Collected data
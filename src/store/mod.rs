//! Persistence contract for the lifecycle engine.

pub mod memory;
pub mod postgres;

use async_trait::async_trait;
use thiserror::Error;
use uuid::Uuid;

use crate::account::{Account, AccountDraft, AccountPatch};

#[derive(Debug, Error)]
pub enum StoreError {
    #[error("email already registered")]
    DuplicateEmail,

    #[error("account not found")]
    NotFound,

    /// Connection loss, timeouts, and other infrastructure failures.
    #[error("account store unavailable")]
    Unavailable(#[from] anyhow::Error),
}

pub type StoreResult<T> = Result<T, StoreError>;

/// The narrow persistence surface the engine needs.
///
/// Every call is atomic at single-account granularity; the store owns its
/// own locking and transaction discipline, and the engine never holds a
/// lock across calls. Expiry comparisons are strictly greater-than the
/// current time: a code or token expiring exactly now no longer matches.
#[async_trait]
pub trait AccountStore: Send + Sync {
    async fn find_by_email(&self, email: &str) -> StoreResult<Option<Account>>;

    async fn find_by_id(&self, id: Uuid) -> StoreResult<Option<Account>>;

    /// Matches only an unexpired refresh token on an active account.
    async fn find_by_active_refresh_token(&self, token: &str) -> StoreResult<Option<Account>>;

    /// Matches only while the verification expiry is in the future.
    async fn find_by_verification_code(&self, code: &str) -> StoreResult<Option<Account>>;

    /// Matches only while the reset expiry is in the future.
    async fn find_by_reset_code(&self, code: &str) -> StoreResult<Option<Account>>;

    /// Create a new account. Email uniqueness is enforced by the store
    /// itself, not by a prior read: two concurrent registrations with the
    /// same email resolve to exactly one success and one `DuplicateEmail`.
    async fn create(&self, draft: AccountDraft) -> StoreResult<Account>;

    /// Apply a partial update to one account in a single atomic write.
    async fn update(&self, id: Uuid, patch: AccountPatch) -> StoreResult<()>;
}
impl AccountEngine {
    #[must_use]
    pub fn new(
        config: AuthConfig,
        store: Arc<dyn AccountStore>,
        mail: Arc<dyn EmailSender>,
        audit: Arc<dyn AuditRecorder>,
        tokens: TokenIssuer,
    ) -> Self {
        Self {
            config,
            store,
            mail,
            audit,
            tokens,
        }
    }

    #[must_use]
    pub fn config(&self) -> &AuthConfig {
        &self.config
    }

    #[must_use]
    pub fn tokens(&self) -> &TokenIssuer {
        &self.tokens
    }

    /// Create a new, unverified account and dispatch its verification code.
    ///
    /// The mail send is best-effort: a failure is logged, never fatal, since
    /// the account row has already committed.
    ///
    /// # Errors
    ///
    /// `Validation` for malformed input, `DuplicateEmail` if the address is
    /// taken, `Unavailable` on infrastructure failure.
    #[instrument(skip_all, fields(email = %email))]
    pub async fn register(
        &self,
        email: &str,
        password: &str,
        first_name: &str,
        last_name: &str,
    ) -> Result<Registration, AuthError> {
        let email = email.trim();
        if !valid_email(email) {
            return Err(AuthError::Validation("invalid email address".to_string()));
        }
        validate_password(password)?;
        let first_name = first_name.trim();
        let last_name = last_name.trim();
        if first_name.is_empty() || last_name.is_empty() {
            return Err(AuthError::Validation(
                "first and last name are required".to_string(),
            ));
        }

        let password_hash = password::hash(password, self.config.hash_cost())?;
        let verification_code = code::generate();
        let expires = code::expiry(Utc::now(), self.config.code_ttl_seconds());

        let draft = AccountDraft {
            email: email.to_string(),
            password_hash,
            first_name: first_name.to_string(),
            last_name: last_name.to_string(),
            email_verification_code: verification_code.clone(),
            email_verification_expires: expires,
        };

        let account = match self.store.create(draft).await {
            Ok(account) => account,
            Err(err) => {
                self.record_audit(
                    AuditEvent::failed("REGISTER", "account", err.to_string())
                        .with_metadata(json!({ "email": email })),
                );
                return Err(err.into());
            }
        };

        if let Err(err) = self.mail.send_verification(&account.email, &verification_code) {
            error!("failed to send verification email: {err}");
        }

        self.record_audit(
            AuditEvent::success("REGISTER", "account")
                .with_account(account.id)
                .with_metadata(json!({ "email": account.email })),
        );

        Ok(Registration {
            message: REGISTER_ACK.to_string(),
            profile: account.public_profile(),
        })
    }

    /// Check a password against a stored credential, driving the lockout
    /// state machine.
    ///
    /// The lock is checked before the hash comparison, so a locked account
    /// never touches the hasher or the counter. A lapsed lock is cleared
    /// lazily here, resetting the counter to zero.
    ///
    /// # Errors
    ///
    /// `InvalidCredentials` for an unknown email or wrong password (the two
    /// are indistinguishable by design), `AccountLocked`, `EmailNotVerified`,
    /// `AccountDeactivated`, or `Unavailable`.
    #[instrument(skip_all, fields(email = %email))]
    pub async fn validate_credentials(
        &self,
        email: &str,
        password: &str,
    ) -> Result<Account, AuthError> {
        let email = email.trim();
        let Some(mut account) = self.store.find_by_email(email).await? else {
            // distinguishable internally, never in the response
            debug!("login attempt for unknown email");
            return Err(AuthError::InvalidCredentials);
        };

        let now = Utc::now();
        if let Some(until) = account.locked_until {
            if account.is_locked(now) {
                return Err(AuthError::AccountLocked { until });
            }
            // lock window elapsed: lazy auto-unlock
            self.store
                .update(account.id, AccountPatch::attempts_cleared())
                .await?;
            account.failed_login_attempts = 0;
            account.locked_until = None;
        }

        if !account.is_email_verified {
            return Err(AuthError::EmailNotVerified);
        }
        if !account.is_active {
            return Err(AuthError::AccountDeactivated);
        }

        if !password::verify(password, &account.password_hash)? {
            let attempts = account.failed_login_attempts + 1;
            let locked_until = if attempts >= self.config.lock_threshold() {
                Some(now + Duration::seconds(self.config.lock_duration_seconds()))
            } else {
                None
            };
            // Two racing failures may both write the same count; last-write-wins
            // only makes lockout marginally more lenient on the counter, never
            // on the lock itself.
            self.store
                .update(account.id, AccountPatch::failed_attempt(attempts, locked_until))
                .await?;
            self.record_audit(
                AuditEvent::failed("LOGIN", "auth", "invalid_password".to_string())
                    .with_account(account.id)
                    .with_metadata(json!({ "email": account.email })),
            );
            return Err(AuthError::InvalidCredentials);
        }

        if account.failed_login_attempts > 0 {
            self.store
                .update(account.id, AccountPatch::attempts_cleared())
                .await?;
            account.failed_login_attempts = 0;
        }

        Ok(account)
    }

    /// Issue access and refresh tokens for a validated account.
    ///
    /// The refresh token replaces any prior one: a single active refresh
    /// token per account, earlier ones stop matching immediately.
    #[instrument(skip_all, fields(account_id = %account.id))]
    pub async fn login(&self, account: &Account) -> Result<LoginSession, AuthError> {
        let access_token = self.tokens.issue_access_token(account.id, &account.email)?;
        let refresh_token = self.tokens.issue_refresh_token(account.id, &account.email)?;
        let refresh_expires = Utc::now() + Duration::seconds(self.tokens.refresh_ttl_seconds());

        if let Err(err) = self
            .store
            .update(
                account.id,
                AccountPatch::refresh_session(refresh_token.clone(), refresh_expires),
            )
            .await
        {
            self.record_audit(
                AuditEvent::failed("LOGIN", "auth", err.to_string()).with_account(account.id),
            );
            return Err(err.into());
        }

        self.record_audit(
            AuditEvent::success("LOGIN", "auth")
                .with_account(account.id)
                .with_metadata(json!({ "email": account.email })),
        );

        Ok(LoginSession {
            access_token,
            refresh_token,
            expires_in: self.tokens.access_ttl_seconds(),
            profile: account.public_profile(),
        })
    }

    /// Exchange a refresh token for a new access token. The refresh token
    /// itself is left unchanged.
    ///
    /// # Errors
    ///
    /// `MissingToken` for an empty input, `InvalidOrExpiredToken` when no
    /// active account holds the token.
    #[instrument(skip_all)]
    pub async fn refresh(&self, refresh_token: &str) -> Result<RefreshedSession, AuthError> {
        if refresh_token.trim().is_empty() {
            return Err(AuthError::MissingToken);
        }

        let account = self
            .store
            .find_by_active_refresh_token(refresh_token)
            .await?
            .ok_or(AuthError::InvalidOrExpiredToken)?;

        let access_token = self.tokens.issue_access_token(account.id, &account.email)?;
        Ok(RefreshedSession {
            access_token,
            expires_in: self.tokens.access_ttl_seconds(),
        })
    }

    /// Clear the refresh token. Idempotent: logging out twice, or for an
    /// account that no longer exists, is not an error.
    #[instrument(skip_all, fields(account_id = %account_id))]
    pub async fn logout(&self, account_id: Uuid) -> Result<(), AuthError> {
        match self
            .store
            .update(account_id, AccountPatch::session_cleared())
            .await
        {
            Ok(()) | Err(StoreError::NotFound) => Ok(()),
            Err(err) => Err(err.into()),
        }
    }

    /// Issue a password-reset code if the email is registered.
    ///
    /// The acknowledgment is identical whether or not the account exists;
    /// only the internal side effect differs.
    #[instrument(skip_all)]
    pub async fn forgot_password(&self, email: &str) -> Result<String, AuthError> {
        if let Some(account) = self.store.find_by_email(email.trim()).await? {
            let reset_code = code::generate();
            let expires = code::expiry(Utc::now(), self.config.code_ttl_seconds());
            self.store
                .update(
                    account.id,
                    AccountPatch::reset_code(reset_code.clone(), expires),
                )
                .await?;
            if let Err(err) = self.mail.send_password_reset(&account.email, &reset_code) {
                error!("failed to send password reset email: {err}");
            }
        } else {
            debug!("password reset requested for unknown email");
        }

        Ok(FORGOT_PASSWORD_ACK.to_string())
    }

    /// Replace the credential using an unexpired reset code. The code is
    /// consumed in the same write as the new hash. Does not log the user in.
    ///
    /// # Errors
    ///
    /// `Validation` for a malformed code or weak password,
    /// `InvalidOrExpiredCode` when the code does not match.
    #[instrument(skip_all)]
    pub async fn reset_password(&self, reset_code: &str, new_password: &str) -> Result<String, AuthError> {
        validate_code_shape(reset_code)?;
        validate_password(new_password)?;

        let account = self
            .store
            .find_by_reset_code(reset_code)
            .await?
            .ok_or(AuthError::InvalidOrExpiredCode)?;

        let password_hash = password::hash(new_password, self.config.hash_cost())?;
        self.store
            .update(account.id, AccountPatch::password_reset_applied(password_hash))
            .await?;

        Ok(RESET_PASSWORD_ACK.to_string())
    }

    /// Consume an unexpired verification code and mark the email verified.
    /// The transition is irreversible; no un-verify operation exists.
    #[instrument(skip_all)]
    pub async fn verify_email(&self, verification_code: &str) -> Result<String, AuthError> {
        validate_code_shape(verification_code)?;

        let account = self
            .store
            .find_by_verification_code(verification_code)
            .await?
            .ok_or(AuthError::InvalidOrExpiredCode)?;

        self.store
            .update(account.id, AccountPatch::email_verified())
            .await?;

        Ok(VERIFY_EMAIL_ACK.to_string())
    }

    /// Issue a fresh verification code, invalidating the previous one even
    /// if it has not expired.
    ///
    /// # Errors
    ///
    /// `NotFound` for an unknown email, `AlreadyVerified` when there is
    /// nothing left to verify.
    #[instrument(skip_all, fields(email = %email))]
    pub async fn resend_verification(&self, email: &str) -> Result<String, AuthError> {
        let account = self
            .store
            .find_by_email(email.trim())
            .await?
            .ok_or(AuthError::NotFound)?;
        if account.is_email_verified {
            return Err(AuthError::AlreadyVerified);
        }

        let verification_code = code::generate();
        let expires = code::expiry(Utc::now(), self.config.code_ttl_seconds());
        self.store
            .update(
                account.id,
                AccountPatch::verification_code(verification_code.clone(), expires),
            )
            .await?;

        if let Err(err) = self.mail.send_verification(&account.email, &verification_code) {
            error!("failed to send verification email: {err}");
        }

        Ok(RESEND_VERIFICATION_ACK.to_string())
    }

    /// Audit failures are logged and swallowed; they never surface to callers.
    fn record_audit(&self, event: AuditEvent) {
        if let Err(err) = self.audit.record(&event) {
            error!("failed to record audit event: {err}");
        }
    }
}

Required action
When you reach the line that contains "pub enum StoreError", stop; output it and every line before it from the start of the data, exactly as written.

Answer section
filename src/store/mod.rs
//! Persistence contract for the lifecycle engine.

pub mod memory;
pub mod postgres;

use async_trait::async_trait;
use thiserror::Error;
use uuid::Uuid;

use crate::account::{Account, AccountDraft, AccountPatch};

#[derive(Debug, Error)]
pub enum StoreError {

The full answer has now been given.